** Goal of the exercise **
Copy every line of the records that includes the word "DebtId".

--- Supplied records Enclosed Below ---

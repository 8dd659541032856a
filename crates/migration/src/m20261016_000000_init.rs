//! Initial schema migration.
//!
//! - `users`: authentication
//! - `reminders`: payment reminders a lender attaches to a debt
//! - `debts`: money owed by a borrower to a lender
//! - `debt_transactions`: change requests on a debt and their approvals

use sea_orm_migration::prelude::*;

#[derive(DeriveMigrationName)]
pub struct Migration;

// ─────────────────────────────────────────────────────────────────────────────
// Table identifiers
// ─────────────────────────────────────────────────────────────────────────────

#[derive(Iden)]
enum Users {
    Table,
    Username,
    Password,
}

#[derive(Iden)]
enum Reminders {
    Table,
    Id,
    LenderId,
    BorrowerId,
    Message,
    Deadline,
    IsActive,
    CreatedAt,
}

#[derive(Iden)]
enum Debts {
    Table,
    Id,
    LenderId,
    BorrowerId,
    AmountMinor,
    Description,
    Status,
    GroupId,
    ReminderId,
    CreatedAt,
}

#[derive(Iden)]
enum DebtTransactions {
    Table,
    Id,
    DebtId,
    Kind,
    RequesterId,
    LenderApproved,
    BorrowerApproved,
    ProposedAmountMinor,
    ProposedDescription,
    Reason,
    Status,
    CreatedAt,
    ResolvedAt,
}

// ─────────────────────────────────────────────────────────────────────────────
// Migration implementation
// ─────────────────────────────────────────────────────────────────────────────

#[async_trait::async_trait]
impl MigrationTrait for Migration {
    async fn up(&self, manager: &SchemaManager) -> Result<(), DbErr> {
        // ───────────────────────────────────────────────────────────────────
        // 1. Users
        // ───────────────────────────────────────────────────────────────────
        manager
            .create_table(
                Table::create()
                    .table(Users::Table)
                    .if_not_exists()
                    .col(
                        ColumnDef::new(Users::Username)
                            .string()
                            .not_null()
                            .primary_key(),
                    )
                    .col(ColumnDef::new(Users::Password).string().not_null())
                    .to_owned(),
            )
            .await?;

        // ───────────────────────────────────────────────────────────────────
        // 2. Reminders
        // ───────────────────────────────────────────────────────────────────
        manager
            .create_table(
                Table::create()
                    .table(Reminders::Table)
                    .if_not_exists()
                    .col(
                        ColumnDef::new(Reminders::Id)
                            .string()
                            .not_null()
                            .primary_key(),
                    )
                    .col(ColumnDef::new(Reminders::LenderId).string().not_null())
                    .col(ColumnDef::new(Reminders::BorrowerId).string().not_null())
                    .col(ColumnDef::new(Reminders::Message).string())
                    .col(ColumnDef::new(Reminders::Deadline).timestamp())
                    .col(
                        ColumnDef::new(Reminders::IsActive)
                            .boolean()
                            .not_null()
                            .default(true),
                    )
                    .col(ColumnDef::new(Reminders::CreatedAt).timestamp().not_null())
                    .foreign_key(
                        ForeignKey::create()
                            .name("fk-reminders-lender_id")
                            .from(Reminders::Table, Reminders::LenderId)
                            .to(Users::Table, Users::Username),
                    )
                    .foreign_key(
                        ForeignKey::create()
                            .name("fk-reminders-borrower_id")
                            .from(Reminders::Table, Reminders::BorrowerId)
                            .to(Users::Table, Users::Username),
                    )
                    .to_owned(),
            )
            .await?;

        // ───────────────────────────────────────────────────────────────────
        // 3. Debts
        // ───────────────────────────────────────────────────────────────────
        manager
            .create_table(
                Table::create()
                    .table(Debts::Table)
                    .if_not_exists()
                    .col(ColumnDef::new(Debts::Id).string().not_null().primary_key())
                    .col(ColumnDef::new(Debts::LenderId).string().not_null())
                    .col(ColumnDef::new(Debts::BorrowerId).string().not_null())
                    .col(ColumnDef::new(Debts::AmountMinor).big_integer().not_null())
                    .col(ColumnDef::new(Debts::Description).string())
                    .col(
                        ColumnDef::new(Debts::Status)
                            .string()
                            .not_null()
                            .default("pending"),
                    )
                    .col(ColumnDef::new(Debts::GroupId).string())
                    .col(ColumnDef::new(Debts::ReminderId).string())
                    .col(ColumnDef::new(Debts::CreatedAt).timestamp().not_null())
                    .foreign_key(
                        ForeignKey::create()
                            .name("fk-debts-lender_id")
                            .from(Debts::Table, Debts::LenderId)
                            .to(Users::Table, Users::Username),
                    )
                    .foreign_key(
                        ForeignKey::create()
                            .name("fk-debts-borrower_id")
                            .from(Debts::Table, Debts::BorrowerId)
                            .to(Users::Table, Users::Username),
                    )
                    .foreign_key(
                        ForeignKey::create()
                            .name("fk-debts-reminder_id")
                            .from(Debts::Table, Debts::ReminderId)
                            .to(Reminders::Table, Reminders::Id)
                            .on_delete(ForeignKeyAction::SetNull),
                    )
                    .to_owned(),
            )
            .await?;

        manager
            .create_index(
                Index::create()
                    .name("idx-debts-lender_id")
                    .table(Debts::Table)
                    .col(Debts::LenderId)
                    .to_owned(),
            )
            .await?;

        manager
            .create_index(
                Index::create()
                    .name("idx-debts-borrower_id")
                    .table(Debts::Table)
                    .col(Debts::BorrowerId)
                    .to_owned(),
            )
            .await?;

        // ───────────────────────────────────────────────────────────────────
        // 4. Debt transactions
        // ───────────────────────────────────────────────────────────────────
        // `debt_id` has no FK: requests outlive a dropped debt.
        manager
            .create_table(
                Table::create()
                    .table(DebtTransactions::Table)
                    .if_not_exists()
                    .col(
                        ColumnDef::new(DebtTransactions::Id)
                            .string()
                            .not_null()
                            .primary_key(),
                    )
                    .col(ColumnDef::new(DebtTransactions::DebtId).string().not_null())
                    .col(ColumnDef::new(DebtTransactions::Kind).string().not_null())
                    .col(
                        ColumnDef::new(DebtTransactions::RequesterId)
                            .string()
                            .not_null(),
                    )
                    .col(
                        ColumnDef::new(DebtTransactions::LenderApproved)
                            .boolean()
                            .not_null()
                            .default(false),
                    )
                    .col(
                        ColumnDef::new(DebtTransactions::BorrowerApproved)
                            .boolean()
                            .not_null()
                            .default(false),
                    )
                    .col(ColumnDef::new(DebtTransactions::ProposedAmountMinor).big_integer())
                    .col(ColumnDef::new(DebtTransactions::ProposedDescription).string())
                    .col(ColumnDef::new(DebtTransactions::Reason).string())
                    .col(
                        ColumnDef::new(DebtTransactions::Status)
                            .string()
                            .not_null()
                            .default("pending"),
                    )
                    .col(
                        ColumnDef::new(DebtTransactions::CreatedAt)
                            .timestamp()
                            .not_null(),
                    )
                    .col(ColumnDef::new(DebtTransactions::ResolvedAt).timestamp())
                    .foreign_key(
                        ForeignKey::create()
                            .name("fk-debt_transactions-requester_id")
                            .from(DebtTransactions::Table, DebtTransactions::RequesterId)
                            .to(Users::Table, Users::Username),
                    )
                    .to_owned(),
            )
            .await?;

        manager
            .create_index(
                Index::create()
                    .name("idx-debt_transactions-debt_id-created_at")
                    .table(DebtTransactions::Table)
                    .col(DebtTransactions::DebtId)
                    .col(DebtTransactions::CreatedAt)
                    .to_owned(),
            )
            .await?;

        // At most one pending request per debt.
        manager
            .get_connection()
            .execute_unprepared(
                r#"CREATE UNIQUE INDEX IF NOT EXISTS "idx-debt_transactions-debt_id-pending"
                   ON debt_transactions (debt_id) WHERE status = 'pending'"#,
            )
            .await?;

        Ok(())
    }

    async fn down(&self, manager: &SchemaManager) -> Result<(), DbErr> {
        // Drop in reverse order of creation (respecting FK dependencies)
        manager
            .drop_table(Table::drop().table(DebtTransactions::Table).to_owned())
            .await?;
        manager
            .drop_table(Table::drop().table(Debts::Table).to_owned())
            .await?;
        manager
            .drop_table(Table::drop().table(Reminders::Table).to_owned())
            .await?;
        manager
            .drop_table(Table::drop().table(Users::Table).to_owned())
            .await?;
        Ok(())
    }
}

--- End of Enclosed Supplied records ---

** Answer below **
    DebtId,
                    .col(ColumnDef::new(DebtTransactions::DebtId).string().not_null())
                    .col(DebtTransactions::DebtId)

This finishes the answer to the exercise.